What you need to do ->
Scan the entries for the word "Construct" and return every line that has it.

[Stored items]
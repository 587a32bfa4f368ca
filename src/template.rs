//! Interleaving of literal segments with dynamic fragments.

use crate::fragment::Fragment;

/// Interleave `segments` with `fragments`, emitting segment 0, fragment 0,
/// segment 1, and so on, ending with the last segment.
/// Surplus fragments are ignored and missing fragments contribute nothing.
/// Segments are copied byte for byte; no escapes are interpreted.
pub fn compose_raw<S: AsRef<str>>(segments: &[S], fragments: &[Fragment]) -> String {
    let len = segments.iter().map(|s| s.as_ref().len()).sum::<usize>()
        + fragments.iter().map(|f| f.inline().len()).sum::<usize>();
    let mut result = String::with_capacity(len);
    let last = segments.len().saturating_sub(1);
    for (idx, segment) in segments.iter().enumerate() {
        result.push_str(segment.as_ref());
        if idx < last {
            if let Some(fragment) = fragments.get(idx) {
                result.push_str(fragment.inline());
            }
        }
    }
    result
}

/// A Template is an ordered sequence of literal segments with a fragment
/// between each adjacent pair. There is always exactly one more segment than
/// there are fragments.
#[derive(Debug, Clone, PartialEq, Eq)]
pub struct Template {
    segments: Vec<String>,
    fragments: Vec<Fragment>,
}

impl Default for Template {
    fn default() -> Self {
        Self::new()
    }
}

impl Template {
    /// Construct an empty template, consisting of a single empty segment.
    pub fn new() -> Self {
        Self {
            segments: vec![String::new()],
            fragments: Vec::new(),
        }
    }

    /// Construct a template from caller-supplied segments and fragments.
    /// If the counts disagree, the template is padded or truncated exactly
    /// as `compose_raw` would treat them: surplus fragments are dropped and
    /// missing fragments become empty text.
    pub fn from_parts<S, F>(segments: &[S], fragments: &[F]) -> Self
    where
        S: AsRef<str>,
        F: Into<Fragment> + Clone,
    {
        let mut result = Self {
            segments: Vec::with_capacity(segments.len().max(1)),
            fragments: Vec::with_capacity(segments.len().saturating_sub(1)),
        };
        for (idx, segment) in segments.iter().enumerate() {
            if idx > 0 {
                let fragment = match fragments.get(idx - 1) {
                    Some(f) => f.clone().into(),
                    None => Fragment::Text(String::new()),
                };
                result.fragments.push(fragment);
            }
            result.segments.push(segment.as_ref().to_string());
        }
        if result.segments.is_empty() {
            result.segments.push(String::new());
        }
        result
    }

    /// Append literal text to the current segment.
    pub fn push_literal(&mut self, text: &str) -> &mut Self {
        if let Some(segment) = self.segments.last_mut() {
            segment.push_str(text);
        }
        self
    }

    /// Append a dynamic part, starting a new segment after it.
    pub fn push_part<F: Into<Fragment>>(&mut self, fragment: F) -> &mut Self {
        self.fragments.push(fragment.into());
        self.segments.push(String::new());
        self
    }

    /// Builder form of `push_literal`.
    #[inline]
    pub fn literal(mut self, text: &str) -> Self {
        self.push_literal(text);
        self
    }

    /// Builder form of `push_part`.
    #[inline]
    pub fn part<F: Into<Fragment>>(mut self, fragment: F) -> Self {
        self.push_part(fragment);
        self
    }

    /// The literal segments.
    #[inline]
    pub fn segments(&self) -> &[String] {
        &self.segments
    }

    /// The dynamic fragments.
    #[inline]
    pub fn fragments(&self) -> &[Fragment] {
        &self.fragments
    }

    /// Interleave the segments and fragments into one raw string.
    #[inline]
    pub fn compose_raw(&self) -> String {
        compose_raw(&self.segments, &self.fragments)
    }
}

Task response ->
    /// Construct an empty template, consisting of a single empty segment.
    /// Construct a template from caller-supplied segments and fragments.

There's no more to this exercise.